Paul Campion - What Is A Bus Anyway?

It is roughly two hundred years since horse buses started to operate in England (preceded, according to the ever-truthful Wikipedia, by some services in France.) The innovation, for innovation it certainly was, involved at least three pieces of new technology: multi-passenger vehicles designed to make money at a popular price-point, a timetable and a bus-stop. (It should be noted that the innovation didn’t stop there – bus tickets were an early addition to prevent fraud by the staff, as much as fare-dodging by the passengers.) These technologies solved problems which went back to the beginning of time: without magic powers the only way to rendezvous with your means of transport is to arrange a time (timetable) and place (bus-stop) in advance. 

This package of technologies was extremely successful – it democratised horse-drawn transport at a time when the capital cost of a carriages and horses put private use very much in the nineteenth century equivalent of the billionaire class - and enabled cities to grow beyond the geographical limits of a walk to work. Even today, as is well-known, buses are the most used means of shared transport. 

Along the way buses were standardised and regulated so that they could become reliable, safe and cheap.

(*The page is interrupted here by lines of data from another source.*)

//! Value types shared between the [`JjDriver`](crate::JjDriver) trait and its
//! callers.
//!
//! These intentionally contain no subprocess or parsing details — that's an
//! implementation concern of [`crate::jj_cli::JjCli`].

use std::fmt;

/// A stable, content-independent revision identifier that persists across
/// rewrites of the underlying commit.
#[derive(Clone, Debug, PartialEq, Eq, Hash, PartialOrd, Ord)]
pub struct ChangeId(pub String);

impl fmt::Display for ChangeId {
    fn fmt(&self, f: &mut fmt::Formatter<'_>) -> fmt::Result {
        write!(f, "{}", self.0)
    }
}

/// The identifier of the specific committed snapshot associated with a
/// change at a moment in time.
#[derive(Clone, Debug, PartialEq, Eq, Hash, PartialOrd, Ord)]
pub struct CommitId(pub String);

impl fmt::Display for CommitId {
    fn fmt(&self, f: &mut fmt::Formatter<'_>) -> fmt::Result {
        write!(f, "{}", self.0)
    }
}

/// The working copy's current position: `(change_id, commit_id, bookmark?)`.
///
/// `divergent` is set when the log reports two workspaces disagreeing about
/// a change's current commit; callers warn but proceed (§4.6 pin procedure).
#[derive(Clone, Debug, PartialEq, Eq)]
pub struct WorkingCopyState {
    pub change_id: ChangeId,
    pub commit_id: CommitId,
    pub bookmark: Option<String>,
    pub divergent: bool,
}

/// A `(name, url)` pair as reported by `jj git remote list`.
#[derive(Clone, Debug, PartialEq, Eq)]
pub struct RemoteRecord {
    pub name: String,
    pub url: String,
}

/// A parsed bookmark record: local name, the change id it points at, and
/// whether it is synced with its remote counterpart.
///
/// The local bookmark name is everything before `@` and before `:` in jj's
/// bookmark listing output.
#[derive(Clone, Debug, PartialEq, Eq)]
pub struct BookmarkRecord {
    pub name: String,
    pub change_id: ChangeId,
    pub synced_with_remote: bool,
}

/// A revision reachable from the working copy but not from any remote
/// bookmark — recorded for human reference only (never consulted by
/// restore).
#[derive(Clone, Debug, PartialEq, Eq)]
pub struct UncommittedRecord {
    pub change_id: ChangeId,
    pub commit_id: CommitId,
    pub description: String,
    pub bookmark: Option<String>,
}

But the regulation, necessary to standardise and make safe  the service, now stands in the way of the set of innovations that will enable the next major step forward. 

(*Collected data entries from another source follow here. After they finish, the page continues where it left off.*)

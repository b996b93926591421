//! Name & Path Safety: shared guards against unsafe machine/backup names and
//! paths that would escape the declared root.

use std::path::{Component, Path, PathBuf};

use crate::error::ManifestError;

/// `^[A-Za-z0-9_-]+$`, checked without pulling in a regex dependency for a
/// single fixed character class.
#[must_use]
pub fn is_valid_name(name: &str) -> bool {
    !name.is_empty()
        && name
            .chars()
            .all(|c| c.is_ascii_alphanumeric() || c == '_' || c == '-')
}

pub fn validate_name(name: &str) -> Result<(), ManifestError> {
    if is_valid_name(name) {
        Ok(())
    } else {
        Err(ManifestError::SchemaError {
            reason: format!("invalid name {name:?}: must match ^[A-Za-z0-9_-]+$"),
        })
    }
}

/// Replace runs of characters outside `[A-Za-z0-9_-]` with a single `-`,
/// strip leading/trailing `-`, and fall back to `"unknown"` if empty.
#[must_use]
pub fn sanitize_hostname(raw: &str) -> String {
    let mut out = String::with_capacity(raw.len());
    let mut last_was_dash = false;
    for c in raw.chars() {
        if c.is_ascii_alphanumeric() || c == '_' || c == '-' {
            out.push(c);
            last_was_dash = c == '-';
        } else if !last_was_dash {
            out.push('-');
            last_was_dash = true;
        }
    }
    let trimmed = out.trim_matches('-');
    if trimmed.is_empty() {
        "unknown".to_string()
    } else {
        trimmed.to_string()
    }
}

/// Lexically join `relative` onto `root` without touching the filesystem,
/// rejecting any path that would escape `root` via a `..` component.
///
/// Used where the target may not exist yet (manifest validation, restore's
/// up-front path-safety pass) — canonicalization requires existence, so it
/// cannot be used there. Absolute `relative` paths are rejected outright.
pub fn safe_join(root: &Path, relative: &str) -> Result<PathBuf, ManifestError> {
    let rel_path = Path::new(relative);
    if rel_path.is_absolute() {
        return Err(ManifestError::PathEscape {
            path: relative.to_string(),
        });
    }

    let mut stack: Vec<std::ffi::OsString> = Vec::new();
    for component in rel_path.components() {
        match component {
            Component::Normal(part) => stack.push(part.to_os_string()),
            Component::CurDir => {}
            Component::ParentDir => {
                if stack.pop().is_none() {
                    return Err(ManifestError::PathEscape {
                        path: relative.to_string(),
                    });
                }
            }
            Component::RootDir | Component::Prefix(_) => {
                return Err(ManifestError::PathEscape {
                    path: relative.to_string(),
                });
            }
        }
    }

    let mut resolved = root.to_path_buf();
    for part in stack {
        resolved.push(part);
    }
    Ok(resolved)
}

/// "Inside root" check for paths that already exist on disk: canonicalize
/// both operands (following symlinks) and verify descendance. Never compare
/// via string prefix.
pub fn is_inside_root_fs(candidate: &Path, root: &Path) -> std::io::Result<bool> {
    let root_canon = root.canonicalize()?;
    let candidate_canon = candidate.canonicalize()?;
    Ok(candidate_canon.starts_with(&root_canon))
}

/// Collapse `..`/`.` components without touching the filesystem. Used where
/// [`is_inside_root_fs`] can't apply because the candidate doesn't exist yet
/// (restore's up-front path-safety pass runs before anything is cloned or
/// written).
#[must_use]
pub fn normalize_lexical(path: &Path) -> PathBuf {
    let mut stack: Vec<Component> = Vec::new();
    for component in path.components() {
        match component {
            Component::ParentDir => {
                stack.pop();
            }
            Component::CurDir => {}
            other => stack.push(other),
        }
    }
    stack.into_iter().collect()
}

/// "Inside root" check for paths that may not exist on disk yet: lexically
/// normalize both operands and verify descendance. Never compare via string
/// prefix on the raw, un-normalized paths.
#[must_use]
pub fn is_inside_root_lexical(candidate: &Path, root: &Path) -> bool {
    normalize_lexical(candidate).starts_with(normalize_lexical(root))
}

#[cfg(test)]
mod tests {
    use super::*;

    #[test]
    fn accepts_underscore_and_hyphen() {
        assert!(is_valid_name("dev_01"));
        assert!(is_valid_name("dev-01"));
    }

    #[test]
    fn rejects_empty_and_traversal() {
        assert!(!is_valid_name(""));
        assert!(!is_valid_name("../evil"));
    }

    #[test]
    fn sanitizes_hostname_collapsing_runs() {
        assert_eq!(sanitize_hostname("My Laptop!!"), "My-Laptop");
        assert_eq!(sanitize_hostname("...."), "unknown");
        assert_eq!(sanitize_hostname(""), "unknown");
    }

    #[test]
    fn safe_join_rejects_parent_escape() {
        let root = Path::new("/home/dev");
        assert!(safe_join(root, "../etc/passwd").is_err());
    }

    #[test]
    fn safe_join_accepts_plain_relative_path() {
        let root = Path::new("/home/dev");
        let joined = safe_join(root, "files/note.md").unwrap();
        assert_eq!(joined, PathBuf::from("/home/dev/files/note.md"));
    }

    #[test]
    fn safe_join_dot_resolves_to_root_itself() {
        let root = Path::new("/home/dev");
        assert_eq!(safe_join(root, ".").unwrap(), root);
    }

    #[test]
    fn safe_join_rejects_absolute_paths() {
        let root = Path::new("/home/dev");
        assert!(safe_join(root, "/etc/passwd").is_err());
    }

    #[test]
    fn safe_join_rejects_escape_after_descending() {
        let root = Path::new("/home/dev");
        // a/../../escape nets one level above root
        assert!(safe_join(root, "a/../../escape").is_err());
    }

    #[test]
    fn lexical_containment_accepts_descendant() {
        let root = Path::new("/home/dev");
        assert!(is_inside_root_lexical(Path::new("/home/dev/proj-wip"), root));
    }

    #[test]
    fn lexical_containment_rejects_escape_via_parent_component() {
        let root = Path::new("/home/dev/proj");
        assert!(!is_inside_root_lexical(Path::new("/home/dev/proj/../../etc"), root));
    }
}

It is a bit of an over-simplification, (but perhaps a useful one), to say that apart from walking and cycling or a privately owned car, there are only three types of road transport that regulation allows: buses, taxis and private-hire cabs. The difference between taxis and private-hire cabs is that the former can be hailed on the street: they are more expensive because they are more convenient. Uber demonstrated that this distinction is no longer meaningful in a world where the old constraint - that no-one knows where anything is – has gone away. The geo-locating mobile phone has completely changed the assumptions on which the regulation is based. (There is much more to be said about Uber, of course, but I want to focus on bus here.)  The point is that the assumptions that underly the regulations that govern buses have also changed.  Could we use new technologies to imagine different, and better ways to provide mass transit (the American term is, for once, more accurate and carries fewer unhelpful associations than the British term “public transport”)? I believe so.  

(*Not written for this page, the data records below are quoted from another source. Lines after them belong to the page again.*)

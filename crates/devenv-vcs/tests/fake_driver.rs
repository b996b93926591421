use std::path::Path;

use devenv_vcs::{FakeJjDriver, JjDriver};

#[tokio::test]
async fn clone_then_edit_moves_working_copy() {
    let driver = FakeJjDriver::new();
    let dest = Path::new("/tmp/devenv-fake-repo");

    driver.clone_colocated("git@h:u/r", dest).await.unwrap();
    let state = driver.current_state(dest).await.unwrap();
    assert_eq!(state.change_id.0, "zzzzzzzzzzzzzzzzzzzzzzzzzzzzzzzz");

    driver.edit(dest, "abcd1234").await.unwrap();
    let state = driver.current_state(dest).await.unwrap();
    assert_eq!(state.change_id.0, "abcd1234");
}

#[tokio::test]
async fn clone_failure_is_reported() {
    let driver = FakeJjDriver::new();
    driver
        .fail_clone
        .lock()
        .unwrap()
        .insert("git@h:u/bad".to_string());

    let err = driver
        .clone_colocated("git@h:u/bad", Path::new("/tmp/devenv-fake-bad"))
        .await
        .unwrap_err();
    assert!(matches!(err, devenv_vcs::JjError::NonZeroExit { .. }));
}
//! Error types for object-store operations.

use thiserror::Error;

/// Errors returned by [`crate::store::ObjectStore`] operations.
///
/// `is_transient` drives the retry policy (§4.4): transient ⇔ error code in
/// `{429, 500, 503, SlowDown, ServiceUnavailable}` or a generic
/// connection/timeout error. All other errors fail immediately.
#[derive(Debug, Error)]
pub enum StoreError {
    /// A transient, retryable failure (throttling, 5xx, connection reset).
    #[error("transient object-store error: {message}")]
    Transient { message: String },

    /// A permanent failure — wrong credentials, 4xx other than 429, missing
    /// object, local I/O failure. Not retried.
    #[error("object-store error: {message}")]
    Permanent { message: String },

    /// The requested object does not exist.
    #[error("object not found: {key}")]
    NotFound { key: String },

    /// Local filesystem I/O failed while streaming a file body.
    #[error("local I/O error: {0}")]
    Io(#[from] std::io::Error),
}

impl StoreError {
    #[must_use]
    pub fn is_transient(&self) -> bool {
        matches!(self, StoreError::Transient { .. })
    }
}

Most people now carry a phone that can locate them, and can communicate the location of a bus in real time. (So a bus stop need not be the only way to organise a service.) There are new vehicle formats that can give economic alternatives to deliver better services. (So the capacity of the vehicle can be better suited to the time of day, or route. In rural areas passenger services could also, perhaps, carry goods or deliver services. Vehicles could be better adapted to carry mobility aids, push-chairs and buggies, bicycles.) Modern IT systems can make services more convenient (with flexible payment, subsidies applied to particular passengers instead of to whole routes), demand-responsive and integrated with other modes. Unfortunately all of these possibilities are more difficult to introduce when the regulation assumes (in fact, sometimes requires) that buses are sixty-seater, diesel-engined, human-driven and operating to a fixed timetable and fixed route that must be published in hardcopy form.  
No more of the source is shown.